A microfluidic device for rare cells trapping by adaptable ferromagnetic structures

This paper presents a new approach for a magnetic immunoassay-based lab-on-a-chip device, designed for enrichment of rare cells, particularly aimed to increase the isolation rate of circulating tumor cells (CTCs) in peripheral blood samples. The detection and early analysis of CTCs play important roles in diagnosis and treatment for cancer patients. Due to the extremely rare existence of CTCs compared to other blood cells, highly sophisticated selection methods must be developed. The separation of rare cells from a mixture of other cells is performed in two steps in our device. First, under an external magnetic field, an array of self-assembled structures formed by magnetic beads is built inside a microfluidic channel, acting as an adaptable trapping net for targeted cells.
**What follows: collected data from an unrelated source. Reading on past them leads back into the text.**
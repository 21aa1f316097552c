//! 견적 문의 메일 초안 작성.
//!
//! 실제 전송은 하지 않는다. 초안은 [`MailComposer`] 구현체에 넘겨지고,
//! 구현체가 메일 클라이언트를 열거나 화면에 출력한다.

use std::io::Write;

use serde::{Deserialize, Serialize};
use thiserror::Error;
use tracing::info;

pub const DEFAULT_RECIPIENT: &str = "andrew@prihodafabricduct.com";
pub const DEFAULT_SUBJECT: &str = "Ductulator Inquiry App";
pub const COMPANY_URL: &str = "https://prihodafabricduct.com";
pub const COPYRIGHT: &str = "\u{a9} Prihoda, NA | All Rights Reserved";

/// 문의 메일 설정.
#[derive(Debug, Clone, PartialEq, Eq, Serialize, Deserialize)]
#[serde(default)]
pub struct ContactConfig {
    pub recipient: String,
    pub subject: String,
    /// true면 HTML 본문(`<br />` 줄바꿈)
    pub html: bool,
}

impl Default for ContactConfig {
    fn default() -> Self {
        Self {
            recipient: DEFAULT_RECIPIENT.to_string(),
            subject: DEFAULT_SUBJECT.to_string(),
            html: true,
        }
    }
}

/// 메일 작성 실패.
#[derive(Debug, Error)]
pub enum ComposeError {
    #[error("메일 클라이언트를 열 수 없습니다")]
    Unavailable,
    #[error("메일 초안 출력 오류: {0}")]
    Io(#[from] std::io::Error),
}

/// 견적에 필요한 작업 항목.
#[derive(Debug, Clone, Copy, PartialEq, Eq)]
pub enum JobDetail {
    SuspensionMethod,
    MaterialType,
    DispersionType,
    CustomArt,
    Cfm,
}

impl JobDetail {
    pub const ALL: [JobDetail; 5] = [
        JobDetail::SuspensionMethod,
        JobDetail::MaterialType,
        JobDetail::DispersionType,
        JobDetail::CustomArt,
        JobDetail::Cfm,
    ];

    pub fn title(&self) -> &'static str {
        match self {
            JobDetail::SuspensionMethod => "Suspension Method",
            JobDetail::MaterialType => "Material Type",
            JobDetail::DispersionType => "Dispersion Type",
            JobDetail::CustomArt => "Custom Art",
            JobDetail::Cfm => "CFM",
        }
    }
}

/// 채워진 작업 항목들. 비어 있는 항목은 본문에 넣지 않는다.
#[derive(Debug, Clone, Default, PartialEq, Eq)]
pub struct JobDetails {
    entries: Vec<(JobDetail, String)>,
}

impl JobDetails {
    pub fn new() -> Self {
        Self::default()
    }

    /// 항목 값을 설정한다. 공백뿐인 값은 항목을 지운다.
    pub fn set(&mut self, detail: JobDetail, value: impl Into<String>) {
        let value = value.into();
        self.entries.retain(|(d, _)| *d != detail);
        if !value.trim().is_empty() {
            self.entries.push((detail, value.trim().to_string()));
        }
    }

    pub fn get(&self, detail: JobDetail) -> Option<&str> {
        self.entries
            .iter()
            .find(|(d, _)| *d == detail)
            .map(|(_, v)| v.as_str())
    }

    /// 고정 순서로 채워진 항목을 돌려준다.
    pub fn filled(&self) -> impl Iterator<Item = (JobDetail, &str)> + '_ {
        JobDetail::ALL
            .into_iter()
            .filter_map(|d| self.get(d).map(|v| (d, v)))
    }
}

/// 메일 초안.
#[derive(Debug, Clone, PartialEq, Eq)]
pub struct QuoteDraft {
    pub subject: String,
    pub recipients: Vec<String>,
    pub body: String,
    pub is_html: bool,
}

/// 연락처 칸과 채워진 작업 항목으로 본문을 만든다.
pub fn construct_body(details: &JobDetails, is_html: bool) -> String {
    let new_line = if is_html { "<br />" } else { "\r\n" };
    let mut parts: Vec<String> = ["Name: ", "Location: ", "Phone: ", "Email: "]
        .iter()
        .map(|s| s.to_string())
        .collect();
    for (detail, value) in details.filled() {
        parts.push(format!("{}: {value}", detail.title()));
    }
    parts.join(new_line)
}

/// 설정과 작업 항목으로 견적 문의 초안을 만든다.
pub fn build_quote_draft(cfg: &ContactConfig, details: &JobDetails) -> QuoteDraft {
    QuoteDraft {
        subject: cfg.subject.clone(),
        recipients: vec![cfg.recipient.clone()],
        body: construct_body(details, cfg.html),
        is_html: cfg.html,
    }
}

/// 메일 작성 기능.
pub trait MailComposer {
    fn is_available(&self) -> bool;
    fn compose(&mut self, draft: &QuoteDraft) -> Result<(), ComposeError>;
}

/// 사용 가능 여부를 확인한 뒤 초안을 연다.
pub fn open_email<C: MailComposer + ?Sized>(
    composer: &mut C,
    draft: &QuoteDraft,
) -> Result<(), ComposeError> {
    if !composer.is_available() {
        return Err(ComposeError::Unavailable);
    }
    composer.compose(draft)?;
    info!(subject = %draft.subject, recipients = draft.recipients.len(), "quote draft composed");
    Ok(())
}

/// 초안을 텍스트로 출력하는 작성기. 터미널에서는 stdout을 넘긴다.
pub struct WriterComposer<W: Write> {
    out: W,
}

impl<W: Write> WriterComposer<W> {
    pub fn new(out: W) -> Self {
        Self { out }
    }

    pub fn into_inner(self) -> W {
        self.out
    }
}

impl<W: Write> MailComposer for WriterComposer<W> {
    fn is_available(&self) -> bool {
        true
    }

    fn compose(&mut self, draft: &QuoteDraft) -> Result<(), ComposeError> {
        writeln!(self.out, "To: {}", draft.recipients.join(", "))?;
        writeln!(self.out, "Subject: {}", draft.subject)?;
        let body = if draft.is_html {
            draft.body.replace("<br />", "\n")
        } else {
            draft.body.replace("\r\n", "\n")
        };
        writeln!(self.out)?;
        writeln!(self.out, "{body}")?;
        self.out.flush()?;
        Ok(())
    }
}

#[cfg(test)]
mod tests {
    use super::*;

    #[test]
    fn body_uses_html_breaks() {
        let body = construct_body(&JobDetails::new(), true);
        assert_eq!(body, "Name: <br />Location: <br />Phone: <br />Email: ");
    }

    #[test]
    fn filled_details_follow_fixed_order() {
        let mut details = JobDetails::new();
        details.set(JobDetail::Cfm, "1200");
        details.set(JobDetail::MaterialType, "Polyester");
        details.set(JobDetail::CustomArt, "  ");
        let body = construct_body(&details, false);
        assert!(body.ends_with("Email: \r\nMaterial Type: Polyester\r\nCFM: 1200"));
    }
}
Secondly, the mixed cell suspension is flushed inside the device where only targeted cells are trapped by specific antibody-antigen bindings. The modifiable and controllable shapes of the trapping structures, may bring the device in broader applications suitable for different rare cell types of various morphologies. The microfluidic device is going to be built mainly by easy handling materials, such as polydimethylsiloxane (PDMS) on a master SU-8 mold and by standard microfabrication techniques, such as photo lithography and physical vapor deposition. Therefore, it can be realized in a high throughput and as a disposable platform. This paper focuses more on the simulation models. A preliminary sub-millimeter size prototype will also be briefly presented.